現在、様々な分野で活用されているデータベース。
データベースのデータ構造のことを「データモデル」と呼びますが、データモデルにはいくつかの種類があり、それぞれが一定の規則に基づいてデータが管理されています。
現代のデータモデルは「関係データベース(リレーショナルデータベース)」が主流となっていますが、どのようなデータ構造を持っているのでしょうか。
この記事では、データベースのデータモデルの種類と、現代の主流である「関係データベース」の概要について、イメージ図を用いて説明します。
この章では、データベースのデータモデルの種類について説明します。
種類とは、あくまでデータベースの構造の種類であり、データベースサービスの種類のことではありません。
最初に紹介するデータモデルは「階層型」と呼ばれるツリー構造のモデルです。
1つの親データに複数の子データがぶら下がっているような構造となっていて、会社の組織図に似ているかもしれません。
階層型のデータモデルはデータ検索が高速である一方、複数のカテゴリに紐付けられるデータは重複してしまうというデメリットもあります。
身近なデータベースとして、スマホの連絡帳をイメージしてください。
連絡帳には「友人」や「仕事」などの属性(タグ)を付与することができますが、たとえばAさんという友人に「友人」と「女子会」の属性を付与したと仮定しましょう。
この場合、階層型のデータモデルでは、「友人」の配下と「女子会」の配下、それぞれにAさんというデータが存在してしまいます。
階層型のデータモデルでは、ひとつのデータにつき親データはひとつしか存在できませんので、構造上、このような重複は避けることができなくなってしまうのです。
一方、たとえばAさんのデータに辿るまでに、まずは「友人」のデータを通ります。階層を通るたびにターゲットデータを一気に狭めていきますので、データ検索速度は高速になります。
次に紹介するデータモデルは「ネットワーク型」と呼ばれる蜘蛛の巣構造のモデルです。
ネットワーク型のデータモデルは、1つのデータに対して複数の親データを持つことができますので、階層型データモデルの欠点であるデータの重複を避けることができます。
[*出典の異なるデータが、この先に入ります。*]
//! Firmware image storage.
//!
//! - **`target_os = "espidf"`**: [`OtaPartitionStore`] writes the inactive
//!   OTA partition through the `esp-ota` crate.
//! - **`not(target_os = "espidf")`**: [`MemoryUpdateStore`] stages the image
//!   in RAM for the host simulator and tests.

use log::info;
#[cfg(target_os = "espidf")]
use log::warn;

use crate::app::ports::UpdateStore;
use crate::error::StoreError;

// ── ESP-IDF: esp-ota backed ─────────────────────────────────

#[cfg(target_os = "espidf")]
#[derive(Default)]
pub struct OtaPartitionStore {
    update: Option<esp_ota::OtaUpdate>,
    completed: Option<esp_ota::CompletedOtaUpdate>,
}

#[cfg(target_os = "espidf")]
impl OtaPartitionStore {
    pub fn new() -> Self {
        Self::default()
    }
}

#[cfg(target_os = "espidf")]
impl UpdateStore for OtaPartitionStore {
    fn running_is_boot(&self) -> bool {
        unsafe {
            let running = esp_idf_svc::sys::esp_ota_get_running_partition();
            let boot = esp_idf_svc::sys::esp_ota_get_boot_partition();
            !running.is_null() && running == boot
        }
    }

    fn begin(&mut self, size: u32) -> Result<(), StoreError> {
        self.abort();
        let update = esp_ota::OtaUpdate::begin().map_err(|e| {
            warn!("OTA: esp-ota begin failed: {:?}", e);
            StoreError::Begin
        })?;
        self.update = Some(update);
        info!("OTA: partition opened for {} bytes", size);
        Ok(())
    }

    fn write(&mut self, bytes: &[u8]) -> Result<(), StoreError> {
        let update = self.update.as_mut().ok_or(StoreError::Write)?;
        update.write(bytes).map_err(|e| {
            warn!("OTA: esp-ota write failed: {:?}", e);
            StoreError::Write
        })
    }

    fn finish(&mut self) -> Result<(), StoreError> {
        let update = self.update.take().ok_or(StoreError::End)?;
        let completed = update.finalize().map_err(|e| {
            warn!("OTA: esp-ota finalize failed: {:?}", e);
            StoreError::End
        })?;
        self.completed = Some(completed);
        Ok(())
    }

    fn abort(&mut self) {
        // Dropping the handle aborts the esp-ota session.
        self.update = None;
        self.completed = None;
    }

    fn set_boot_target(&mut self) -> Result<(), StoreError> {
        let completed = self.completed.as_mut().ok_or(StoreError::SetBoot)?;
        completed.set_as_boot_partition().map_err(|e| {
            warn!("OTA: set_as_boot_partition failed: {:?}", e);
            StoreError::SetBoot
        })
    }

    fn mark_running_valid(&mut self) -> Result<(), StoreError> {
        esp_ota::mark_app_valid().map_err(|e| {
            warn!("OTA: mark_app_valid failed: {:?}", e);
            StoreError::SetBoot
        })
    }
}

// ── Host: in-memory ─────────────────────────────────────────

#[cfg(not(target_os = "espidf"))]
#[derive(Debug, Default)]
pub struct MemoryUpdateStore {
    staged: Vec<u8>,
    expected: u32,
    open: bool,
    finished: bool,
    boot_image: Option<Vec<u8>>,
    running_valid: bool,
}

#[cfg(not(target_os = "espidf"))]
impl MemoryUpdateStore {
    pub fn new() -> Self {
        Self::default()
    }

    pub fn is_open(&self) -> bool {
        self.open
    }

    /// Image selected for the next boot, if any.
    pub fn boot_image(&self) -> Option<&[u8]> {
        self.boot_image.as_deref()
    }

    pub fn running_valid(&self) -> bool {
        self.running_valid
    }
}

#[cfg(not(target_os = "espidf"))]
impl UpdateStore for MemoryUpdateStore {
    fn running_is_boot(&self) -> bool {
        true
    }

    fn begin(&mut self, size: u32) -> Result<(), StoreError> {
        self.abort();
        self.staged = Vec::with_capacity(size as usize);
        self.expected = size;
        self.open = true;
        Ok(())
    }

    fn write(&mut self, bytes: &[u8]) -> Result<(), StoreError> {
        if !self.open || self.staged.len() + bytes.len() > self.expected as usize {
            return Err(StoreError::Write);
        }
        self.staged.extend_from_slice(bytes);
        Ok(())
    }

    fn finish(&mut self) -> Result<(), StoreError> {
        if !self.open || self.staged.len() != self.expected as usize {
            return Err(StoreError::End);
        }
        self.open = false;
        self.finished = true;
        Ok(())
    }

    fn abort(&mut self) {
        self.open = false;
        self.finished = false;
        self.staged.clear();
    }

    fn set_boot_target(&mut self) -> Result<(), StoreError> {
        if !self.finished {
            return Err(StoreError::SetBoot);
        }
        self.boot_image = Some(core::mem::take(&mut self.staged));
        self.finished = false;
        info!("OTA: staged image set as boot target (simulation)");
        Ok(())
    }

    fn mark_running_valid(&mut self) -> Result<(), StoreError> {
        self.running_valid = true;
        Ok(())
    }
}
一方、その複雑な構造からデータ構造を正確に整理しないとデータの利活用が難しくなる面もあり、より高度な知識が求められるというデメリットになっています。
最後に紹介するデータモデルは「関係データベース(リレーショナル型)」と呼ばれる表構造のモデルです。
このデータモデルでは、表を複数存在させることができ、共通したキー項目を持たせることで、お互いの表に存在するデータを容易に関連付けることができます。
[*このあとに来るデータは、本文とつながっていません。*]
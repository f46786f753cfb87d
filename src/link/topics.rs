//! Subscription bookkeeping and the device's topic names.
//!
//! Each topic is held in exactly one of three states, so "pending
//! subscribe", "subscribed" and "pending unsubscribe" can never overlap.
//! A pending entry also remembers which SUBSCRIBE/UNSUBSCRIBE request (if
//! any) is carrying it, so the matching ack moves exactly that batch.

use core::cell::RefCell;
use core::fmt::Write;

use embassy_sync::blocking_mutex::Mutex;
use embassy_sync::blocking_mutex::raw::CriticalSectionRawMutex;

use crate::error::LinkError;
use crate::link::transport::{QoS, TopicString};

/// Topics the table can hold at once.
pub const MAX_TOPICS: usize = 8;

#[derive(Debug, Clone, Copy, PartialEq, Eq)]
pub enum TopicState {
    /// Wants a subscription. `request` is the in-flight SUBSCRIBE, if sent.
    PendingSubscribe { request: Option<u16> },
    Subscribed,
    /// Wants to be dropped. `request` is the in-flight UNSUBSCRIBE, if sent.
    PendingUnsubscribe { request: Option<u16> },
}

#[derive(Debug, Clone)]
struct Entry {
    name: TopicString,
    qos: QoS,
    state: TopicState,
}

/// A SUBSCRIBE batch: every topic that went out under one request id.
pub type SubscribeBatch = heapless::Vec<(TopicString, QoS), MAX_TOPICS>;
/// An UNSUBSCRIBE batch.
pub type UnsubscribeBatch = heapless::Vec<TopicString, MAX_TOPICS>;

pub struct TopicSet {
    inner: Mutex<CriticalSectionRawMutex, RefCell<heapless::Vec<Entry, MAX_TOPICS>>>,
}

impl Default for TopicSet {
    fn default() -> Self {
        Self::new()
    }
}

impl TopicSet {
    pub fn new() -> Self {
        Self {
            inner: Mutex::new(RefCell::new(heapless::Vec::new())),
        }
    }

    /// Ask for a subscription. Idempotent: a topic that is already pending
    /// or subscribed is left alone. A topic waiting to be unsubscribed goes
    /// back to pending subscribe. Returns whether anything changed.
    pub fn subscribe(&self, topic: &str, qos: QoS) -> Result<bool, LinkError> {
        let name = TopicString::try_from(topic).map_err(|_| LinkError::TopicTooLong)?;
        self.inner.lock(|t| {
            let mut t = t.borrow_mut();
            if let Some(e) = t.iter_mut().find(|e| e.name == name) {
                return Ok(match e.state {
                    TopicState::PendingUnsubscribe { .. } => {
                        e.qos = qos;
                        e.state = TopicState::PendingSubscribe { request: None };
                        true
                    }
                    _ => false,
                });
            }
            t.push(Entry {
                name,
                qos,
                state: TopicState::PendingSubscribe { request: None },
            })
            .map_err(|_| LinkError::TopicTableFull)?;
            Ok(true)
        })
    }

    /// Ask for a topic to be dropped. A pending subscribe that never went out
    /// is simply forgotten; a subscribed topic, or one whose SUBSCRIBE is in
    /// flight, becomes pending unsubscribe.
    /// Unknown topics are ignored. Returns whether anything changed.
    pub fn unsubscribe(&self, topic: &str) -> bool {
        self.inner.lock(|t| {
            let mut t = t.borrow_mut();
            let Some(pos) = t.iter().position(|e| e.name.as_str() == topic) else {
                return false;
            };
            match t[pos].state {
                TopicState::PendingSubscribe { request: None } => {
                    t.swap_remove(pos);
                    true
                }
                TopicState::PendingSubscribe { request: Some(_) } | TopicState::Subscribed => {
                    t[pos].state = TopicState::PendingUnsubscribe { request: None };
                    true
                }
                TopicState::PendingUnsubscribe { .. } => false,
            }
        })
    }

    /// Claim every pending-subscribe topic not yet carried by a request and
    /// tag it with `request_id`.
    pub fn take_subscribe_batch(&self, request_id: u16) -> SubscribeBatch {
        self.inner.lock(|t| {
            let mut batch = SubscribeBatch::new();
            for e in t.borrow_mut().iter_mut() {
                if e.state == (TopicState::PendingSubscribe { request: None }) {
                    e.state = TopicState::PendingSubscribe {
                        request: Some(request_id),
                    };
                    let _ = batch.push((e.name.clone(), e.qos));
                }
            }
            batch
        })
    }

    /// Claim every pending-unsubscribe topic not yet carried by a request.
    pub fn take_unsubscribe_batch(&self, request_id: u16) -> UnsubscribeBatch {
        self.inner.lock(|t| {
            let mut batch = UnsubscribeBatch::new();
            for e in t.borrow_mut().iter_mut() {
                if e.state == (TopicState::PendingUnsubscribe { request: None }) {
                    e.state = TopicState::PendingUnsubscribe {
                        request: Some(request_id),
                    };
                    let _ = batch.push(e.name.clone());
                }
            }
            batch
        })
    }

    /// SUBACK for `request_id`: its batch becomes subscribed.
    pub fn ack_subscribe(&self, request_id: u16) -> usize {
        self.inner.lock(|t| {
            let mut moved = 0;
            for e in t.borrow_mut().iter_mut() {
                if e.state == (TopicState::PendingSubscribe { request: Some(request_id) }) {
                    e.state = TopicState::Subscribed;
                    moved += 1;
                }
            }
            moved
        })
    }

    /// UNSUBACK for `request_id`: its batch is forgotten.
    pub fn ack_unsubscribe(&self, request_id: u16) -> usize {
        self.inner.lock(|t| {
            let mut t = t.borrow_mut();
            let before = t.len();
            t.retain(|e| e.state != (TopicState::PendingUnsubscribe { request: Some(request_id) }));
            before - t.len()
        })
    }

    /// A request could not be written: put its topics back in the queue.
    pub fn cancel_request(&self, request_id: u16) {
        self.inner.lock(|t| {
            for e in t.borrow_mut().iter_mut() {
                match e.state {
                    TopicState::PendingSubscribe { request: Some(id) } if id == request_id => {
                        e.state = TopicState::PendingSubscribe { request: None };
                    }
                    TopicState::PendingUnsubscribe { request: Some(id) } if id == request_id => {
                        e.state = TopicState::PendingUnsubscribe { request: None };
                    }
                    _ => {}
                }
            }
        });
    }

    /// The session is gone: the broker has forgotten every subscription.
    /// Subscribed and in-flight topics go back to pending subscribe; topics
    /// waiting to be unsubscribed are simply dropped.
    pub fn reset_acks(&self) {
        self.inner.lock(|t| {
            let mut t = t.borrow_mut();
            t.retain(|e| !matches!(e.state, TopicState::PendingUnsubscribe { .. }));
            for e in t.iter_mut() {
                e.state = TopicState::PendingSubscribe { request: None };
            }
        });
    }

    /// Whether `message_id` is carrying a SUBSCRIBE or UNSUBSCRIBE.
    pub fn has_request(&self, message_id: u16) -> bool {
        self.inner.lock(|t| {
            t.borrow().iter().any(|e| match e.state {
                TopicState::PendingSubscribe { request }
                | TopicState::PendingUnsubscribe { request } => request == Some(message_id),
                TopicState::Subscribed => false,
            })
        })
    }

    pub fn state_of(&self, topic: &str) -> Option<TopicState> {
        self.inner.lock(|t| {
            t.borrow()
                .iter()
                .find(|e| e.name.as_str() == topic)
                .map(|e| e.state)
        })
    }

    pub fn is_subscribed(&self, topic: &str) -> bool {
        self.state_of(topic) == Some(TopicState::Subscribed)
    }

    /// Topics waiting for a SUBSCRIBE to be written.
    pub fn has_unsent_subscribes(&self) -> bool {
        self.count(|s| s == TopicState::PendingSubscribe { request: None }) > 0
    }

    /// Topics waiting for an UNSUBSCRIBE to be written.
    pub fn has_unsent_unsubscribes(&self) -> bool {
        self.count(|s| s == TopicState::PendingUnsubscribe { request: None }) > 0
    }

    pub fn subscribed_count(&self) -> usize {
        self.count(|s| s == TopicState::Subscribed)
    }

    pub fn pending_subscribe_count(&self) -> usize {
        self.count(|s| matches!(s, TopicState::PendingSubscribe { .. }))
    }

    pub fn pending_unsubscribe_count(&self) -> usize {
        self.count(|s| matches!(s, TopicState::PendingUnsubscribe { .. }))
    }

    fn count(&self, pred: impl Fn(TopicState) -> bool) -> usize {
        self.inner
            .lock(|t| t.borrow().iter().filter(|e| pred(e.state)).count())
    }
}

// ── Topic names ─────────────────────────────────────────────

/// Which engine handler an inbound topic belongs to.
#[derive(Debug, Clone, Copy, PartialEq, Eq)]
pub enum InboundTopic {
    BinaryCommand,
    JsonCommand,
    UpdateAnnounce,
    UpdateData,
    Other,
}

/// Every topic the device uses, built once from its uid `U` and board
/// revision `B`.
#[derive(Debug, Clone, PartialEq, Eq)]
pub struct TopicNames {
    /// `api/cmd/U`: binary commands in.
    pub command: TopicString,
    /// `api/strcmd/U`: JSON commands in.
    pub json_command: TopicString,
    /// `api/cmdret/U`: command replies out.
    pub reply: TopicString,
    /// `api/update`: update announcements in.
    pub update_announce: TopicString,
    /// `api/update/U/drx/B`: update data in.
    pub update_rx: TopicString,
    /// `api/update/U/dtx/B`: update requests out.
    pub update_tx: TopicString,
    /// `api/updatecode/U`: update status out.
    pub update_status: TopicString,
}

impl TopicNames {
    pub fn new(uid: &str, board_version: u16) -> Result<Self, LinkError> {
        Ok(Self {
            command: format_topic(format_args!("api/cmd/{uid}"))?,
            json_command: format_topic(format_args!("api/strcmd/{uid}"))?,
            reply: format_topic(format_args!("api/cmdret/{uid}"))?,
            update_announce: format_topic(format_args!("api/update"))?,
            update_rx: format_topic(format_args!("api/update/{uid}/drx/{board_version}"))?,
            update_tx: format_topic(format_args!("api/update/{uid}/dtx/{board_version}"))?,
            update_status: format_topic(format_args!("api/updatecode/{uid}"))?,
        })
    }

    pub fn classify(&self, topic: &str) -> InboundTopic {
        if topic == self.command.as_str() {
            InboundTopic::BinaryCommand
        } else if topic == self.json_command.as_str() {
            InboundTopic::JsonCommand
        } else if topic == self.update_announce.as_str() {
            InboundTopic::UpdateAnnounce
        } else if topic == self.update_rx.as_str() {
            InboundTopic::UpdateData
        } else {
            InboundTopic::Other
        }
    }

    /// Topics the device subscribes to at startup.
    pub fn inbound(&self) -> [&str; 4] {
        [
            self.command.as_str(),
            self.json_command.as_str(),
            self.update_announce.as_str(),
            self.update_rx.as_str(),
        ]
    }
}

fn format_topic(args: core::fmt::Arguments<'_>) -> Result<TopicString, LinkError> {
    let mut s = TopicString::new();
    s.write_fmt(args).map_err(|_| LinkError::TopicTooLong)?;
    Ok(s)
}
その利便性と合理性の高さから、現在のデータモデルの主流となっている型です。
つまり、データベースの理解を高めるためには、現在、多くのデータベースで採用されている「関係データベース(リレーショナル型)」の理解を深めることが不可欠なのです。
関係データベースについて、次の章でもう少し掘り下げてみます。
前章で紹介した通り、関係データベース(リレーショナル型)は表形式の構造になっているデータベースです。
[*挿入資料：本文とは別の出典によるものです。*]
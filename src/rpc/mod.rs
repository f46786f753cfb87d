//! Command intake.
//!
//! ```text
//!   payload ──▶ limiter ──▶ codec (binary | JSON) ──▶ router ──▶ reply
//! ```

pub mod codec;
pub mod limiter;
pub mod router;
そして、データベース内に複数の表を持つことが可能で、お互いに関連付けてデータの結合などをし、必要な情報を取り出すことができます。
これはイメージ例を用いるとわかり易いです。
どの会社でも社員情報をデータ管理していると思いますが、社員情報を関係データベースで管理するイメージを見てみましょう。
この例では、1つのデータベースに「社員基本」「職位賃金」「役職賃金」と3つの表データを持たせています。
この表を見ればすでにイメージができた方もいるかと思いますが、社員データに付随する賃金情報は、「社員基本」の表では持っていません。
職位や役職に関するデータは、「表①:社員基本」から「表②:職位賃金」、「表③:役職賃金」に関連付け、結合されて、ひとつの情報(データ)となるのです。
なお、職位に関する賃金は「職位」のコード(8Aや7Cなど)がキーとなっていて、役職に関する賃金は「役職」のコード(SMGやMGなど)がキーになっています。
今回の記事では、データベースの知識に欠かせない関係データベース(リレーショナル型)について、図解を用いて紹介しました。
このように、身近なデータベースを例に考えると理解がし易いと考えていますが、いかがでしょうか。
なお、関係データベースでは、複数の表を基にお互いに関連付けられる構造が多いのですが、関係データベースの定義として「必ずしも複数の表が存在することが求められていない」という一面もあります。
表の数に関わらず、関係データベースは表形式のデータベースと理解しておいてもよいでしょう。